Les quotas sont quasi­ment toujours une mauvaise idée. À favo­ri­ser quelqu’un on finit forcé­ment par en discri­mi­ner un autre, c’est auto­ma­tique. Forcer les choses est un peu l’ul­time recours vu les effets néga­tifs en consé­quence.

On peut se dire que tout ça c’est dans le vide, qu’é­qui­li­brer homme / femme, blanc / noir, chré­tien / juif / musul­man est juste une histoire de faire atten­tion à cher­cher les meilleurs dans chaque caté­go­rie, mais si vous n’y croyez pas, l’ar­ticle du New York Times peut donner un éclai­rage : Asians: Too Smart for Their Own Good?

Que fais-t-on quand une portion de la popu­la­tion est sous-repré­sen­tée ou sur-repré­sen­tée non par la discri­mi­na­tion directe mais par des causes indi­rectes, histo­riques, sociales, ou simple­ment par effet mathé­ma­tique?
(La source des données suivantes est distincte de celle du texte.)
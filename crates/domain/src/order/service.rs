//! High-level order operations over a storage port.

use chrono::{DateTime, Utc};
use common::{OrderId, UserId};

use crate::store::{OrderStore, StorageError};

use super::OrderError;
use super::checkout::CheckoutInput;
use super::number::OrderNumber;
use super::order::Order;
use super::state::PaymentStatus;

/// Attempts before a persistent order-number collision is given up on.
const MAX_PLACEMENT_ATTEMPTS: u32 = 3;

/// Service for placing orders and driving their lifecycle.
///
/// Owns no state beyond the storage port; every call is a single
/// short-lived operation suitable for stateless request handlers.
pub struct OrderService<S: OrderStore> {
    store: S,
}

impl<S: OrderStore> OrderService<S> {
    /// Creates a new order service over the given store.
    pub fn new(store: S) -> Self {
        Self { store }
    }

    /// Returns a reference to the underlying store.
    pub fn store(&self) -> &S {
        &self.store
    }

    /// Validates and persists a checkout submission as a new order.
    ///
    /// The subtotal is recomputed from the submitted lines; on an
    /// order-number collision the number is redrawn, up to the retry
    /// budget.
    #[tracing::instrument(skip(self, input), fields(user_id = %input.user_id))]
    pub async fn place_order(&self, input: CheckoutInput) -> Result<Order, OrderError> {
        input.validate()?;

        for attempt in 1..=MAX_PLACEMENT_ATTEMPTS {
            let order = Order::place(OrderId::new(), OrderNumber::generate(), &input, Utc::now());
            match self.store.insert(&order).await {
                Ok(()) => {
                    metrics::counter!("orders_placed_total").increment(1);
                    tracing::info!(
                        order_id = %order.id(),
                        number = %order.number(),
                        total_cents = order.total().cents(),
                        "order placed"
                    );
                    return Ok(order);
                }
                Err(StorageError::DuplicateOrderNumber { number }) => {
                    metrics::counter!("order_number_collisions_total").increment(1);
                    tracing::warn!(%number, attempt, "order number collision, redrawing");
                }
                Err(err) => return Err(err.into()),
            }
        }

        Err(OrderError::CreationFailed {
            attempts: MAX_PLACEMENT_ATTEMPTS,
        })
    }

    /// Loads an order by id.
    #[tracing::instrument(skip(self))]
    pub async fn get_order(&self, id: OrderId) -> Result<Order, OrderError> {
        self.store
            .get(id)
            .await?
            .ok_or_else(|| OrderError::NotFound { id: id.to_string() })
    }

    /// Loads an order by its human-readable number.
    #[tracing::instrument(skip(self))]
    pub async fn find_by_number(&self, number: &OrderNumber) -> Result<Order, OrderError> {
        self.store
            .find_by_number(number)
            .await?
            .ok_or_else(|| OrderError::NotFound {
                id: number.to_string(),
            })
    }

    /// Orders placed by a user, newest first.
    #[tracing::instrument(skip(self))]
    pub async fn list_orders_for_user(&self, user_id: UserId) -> Result<Vec<Order>, OrderError> {
        Ok(self.store.list_for_user(user_id).await?)
    }

    /// Cancels a processing order.
    #[tracing::instrument(skip(self))]
    pub async fn cancel_order(&self, id: OrderId) -> Result<Order, OrderError> {
        let order = self.transition(id, "cancel", |o, now| o.cancel(now)).await?;
        metrics::counter!("orders_cancelled_total").increment(1);
        Ok(order)
    }

    /// Confirms a processing order.
    #[tracing::instrument(skip(self))]
    pub async fn confirm_order(&self, id: OrderId) -> Result<Order, OrderError> {
        self.transition(id, "confirm", |o, now| o.confirm(now)).await
    }

    /// Ships a confirmed order, recording the tracking number.
    #[tracing::instrument(skip(self, tracking_number))]
    pub async fn mark_shipped(
        &self,
        id: OrderId,
        tracking_number: String,
    ) -> Result<Order, OrderError> {
        self.transition(id, "ship", move |o, now| o.mark_shipped(tracking_number, now))
            .await
    }

    /// Marks a shipped order delivered.
    #[tracing::instrument(skip(self))]
    pub async fn mark_delivered(&self, id: OrderId) -> Result<Order, OrderError> {
        self.transition(id, "deliver", |o, now| o.mark_delivered(now))
            .await
    }

    /// Sets the payment status; any enumerated value is accepted.
    #[tracing::instrument(skip(self))]
    pub async fn update_payment_status(
        &self,
        id: OrderId,
        status: PaymentStatus,
    ) -> Result<Order, OrderError> {
        self.store
            .set_payment_status(id, status, Utc::now())
            .await?
            .ok_or_else(|| OrderError::NotFound { id: id.to_string() })
    }

    /// Loads an order, applies a transition, and writes it back
    /// conditionally on the status the transition started from.
    ///
    /// A concurrent writer that moves the status first makes the
    /// conditional write miss; the miss is reported as an invalid
    /// transition against the freshly persisted status, never as a
    /// partial write.
    async fn transition<F>(
        &self,
        id: OrderId,
        action: &'static str,
        apply: F,
    ) -> Result<Order, OrderError>
    where
        F: FnOnce(&mut Order, DateTime<Utc>) -> Result<(), OrderError>,
    {
        let mut order = self.get_order(id).await?;
        let expected = order.status();
        apply(&mut order, Utc::now())?;

        if self.store.update_if_status(&order, expected).await? {
            return Ok(order);
        }

        match self.store.get(id).await? {
            Some(current) => Err(OrderError::InvalidTransition {
                current: current.status(),
                action,
            }),
            None => Err(OrderError::NotFound { id: id.to_string() }),
        }
    }
}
Soit on oublie les quota, soit on opère une bonne discri­mi­na­tion bien néga­tive.


Une réponse à “Asians: Too Smart for Their Own Good?”

  1. J’aime faire le parallèle entre l’informatique et la vie, où l’on constate dans la plupart des cas que « sur-spécifier » est généralement une mauvaise solution, car complexifier les choses complique la maintenance : maintenance du code sur un ordinateur, mais aussi maintenance des lois ou maintenance des structures humaines dans la vie « physique ».